Nach dem Mittagessen gehen alle wieder nach Hause – entweder leben sie alleine oder sie wohnen bei einem ihrer Kinder, die jedoch nicht genug Zeit haben sich um ihre Eltern zu kümmern. Drei Männer haben jedoch kein Zuhause mehr und haben in der noch lange nicht fertiggebauten Herberge auf dem Grundstück des Zentrums ein Bett gefunden. Sie teilen sich ein Zimmer, das bisher leider noch keine Tür und kein Badezimmer hat. Dafür müssen erst genug Spenden zusammen kommen, doch wenigstens müssen sie nicht mehr auf der Straße schlafen und können vorläufig die Toiletten und die Dusche am Haupthaus benutzen.
Mit mir zusammen arbeiten dort Willan – der Leiter – Berlinda – die Köchin – Mariela – die Krankenschwester und eigentlich noch die Sekretärin Zulma, die aber gerade im Mutterschutz ist. An den Samstagen haben wir dann noch zwei Helfer mehr, denn das Samstagsprogramm gestaltet Becci und außerdem kommt noch Anita (aus Belgien) die Fotos macht und sie die Woche darauf an die Besucher verschenkt, die sich immer riesig darüber freuen.

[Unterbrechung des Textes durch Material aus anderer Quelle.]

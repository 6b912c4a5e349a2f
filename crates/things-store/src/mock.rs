//! Recording executor for tests.
//!
//! Responses are queued up front and handed out in order; every statement
//! received is kept so tests can assert on the SQL and parameters.

use crate::error::StoreError;
use crate::executor::{BoxFuture, StatementExecutor};
use crate::statement::{ExecuteStatement, Record, StatementOutput};
use parking_lot::Mutex;
use std::collections::VecDeque;

/// A [`StatementExecutor`] that replays queued responses.
///
/// # Example
///
/// ```
/// use things_store::mock::MockExecutor;
/// use things_store::Field;
///
/// let executor = MockExecutor::new();
/// executor.push_records(vec![vec![Field::string("a")]]).push_empty();
/// assert_eq!(executor.call_count(), 0);
/// ```
#[derive(Debug, Default)]
pub struct MockExecutor {
    responses: Mutex<VecDeque<Result<StatementOutput, StoreError>>>,
    calls: Mutex<Vec<ExecuteStatement>>,
}

impl MockExecutor {
    /// Creates an executor with nothing queued.
    #[must_use]
    pub fn new() -> Self {
        Self::default()
    }

    /// Queues an arbitrary output.
    pub fn push_output(&self, output: StatementOutput) -> &Self {
        self.responses.lock().push_back(Ok(output));
        self
    }

    /// Queues an output carrying `records`.
    pub fn push_records(&self, records: Vec<Record>) -> &Self {
        self.push_output(StatementOutput::with_records(records))
    }

    /// Queues an output with an empty record list.
    pub fn push_empty(&self) -> &Self {
        self.push_records(Vec::new())
    }

    /// Queues a failure.
    pub fn push_error(&self, error: StoreError) -> &Self {
        self.responses.lock().push_back(Err(error));
        self
    }

    /// Returns how many statements were received.
    #[must_use]
    pub fn call_count(&self) -> usize {
        self.calls.lock().len()
    }

    /// Returns the statement received at `index`.
    #[must_use]
    pub fn call(&self, index: usize) -> Option<ExecuteStatement> {
        self.calls.lock().get(index).cloned()
    }
}

impl StatementExecutor for MockExecutor {
    fn execute(&self, statement: ExecuteStatement) -> BoxFuture<'_, Result<StatementOutput, StoreError>> {
        self.calls.lock().push(statement);
        let response = self
            .responses
            .lock()
            .pop_front()
            .unwrap_or_else(|| Err(StoreError::backend("no response queued")));
        Box::pin(async move { response })
    }
}

#[cfg(test)]
mod tests {
    use super::*;
    use crate::statement::{DatabaseTarget, Field};

    fn statement(sql: &str) -> ExecuteStatement {
        ExecuteStatement::new(&DatabaseTarget::default(), sql)
    }

    #[tokio::test]
    async fn test_replays_in_order_and_records_calls() {
        let executor = MockExecutor::new();
        executor
            .push_records(vec![vec![Field::string("first")]])
            .push_empty();

        let first = executor.execute(statement("SELECT 1")).await.unwrap();
        let second = executor.execute(statement("SELECT 2")).await.unwrap();

        assert_eq!(first.first_record().unwrap()[0].as_str(), Some("first"));
        assert!(second.first_record().is_none());
        assert_eq!(executor.call_count(), 2);
        assert_eq!(executor.call(1).unwrap().sql, "SELECT 2");
    }

    #[tokio::test]
    async fn test_queued_error_is_returned() {
        let executor = MockExecutor::new();
        executor.push_error(StoreError::backend("down"));

        let result = executor.execute(statement("SELECT 1")).await;
        assert!(matches!(result, Err(StoreError::Backend(_))));
    }

    #[tokio::test]
    async fn test_empty_queue_fails() {
        let executor = MockExecutor::new();
        assert!(executor.execute(statement("SELECT 1")).await.is_err());
        assert_eq!(executor.call_count(), 1);
    }
}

Auch wenn ich keine feste Aufgabe habe, sondern immer gerade da helfe, wo jemand Hilfe braucht, fühle ich mich so wohl wie nie hier in El Torno. Ob ich Berlinda bei der Essensausgabe helfe, Mariela bei Hausbesuchen begleite, Willan in Sachen Computer helfe, mit Don Julian Brot backe, mit den Besuchern einen Spaziergang durch die Nachbarschaft mache, beim Erbsensortieren helfe, Fotos mache oder mich einfach mit dazu setze und ein wenig plaudere...ich fühle mich wohl. Und das liegt einfach nur daran, dass alle Menschen dort ausnahmslos lieb zu mir sind. Alle freuen sich immer mich zu sehen, fragen wie es mir geht, was ich gemacht habe, wann ich wieder zurück nach Deutschland muss und dass sie mich dann vermissen werden. Es ist einfach schön!

Liebe Grüße, von einer, ein gutes Stückchen glücklicheren
Lisi

P.S.: Leider klappt das mit den Fotos gerade nicht. Sie folgen, sobald es wieder funktioniert.

Donnerstag, 3. Mai 2012

Ein Stuhl, zwei Stühle...

Litzi und ich
Vor anderthalb Wochen habe ich noch einen bisher unbekannten bolivianischen Festtag erlebt: die Hochzeit der Chefin meiner Gastschwester Litzi. die Direktorin ihrer Schule heiratete den ehemaligen Direktor und das Kollegium war natürlich eingeladen.
Um fünf Uhr sollte die kirchliche Trauung in der benachbarten Pfarrei San Luis stattfinden, doch typisch bolivianisch schafften wir es natürlich nicht pünktlich. Genauer gesagt waren wir viel zu spät. Um sieben Uhr war in der Kirche natürlich nichts mehr los und als wir dann zur Feier gehen wollten, wurde uns gesagt, dass die erst um neun beginnen würde. Also hatten wir uns erst gestresst um dann noch zwei Stunden warten zu müssen. Zum Glück wohnte eine Kollegin nicht weit weg und wir konnten die Wartezeit dort verbringen.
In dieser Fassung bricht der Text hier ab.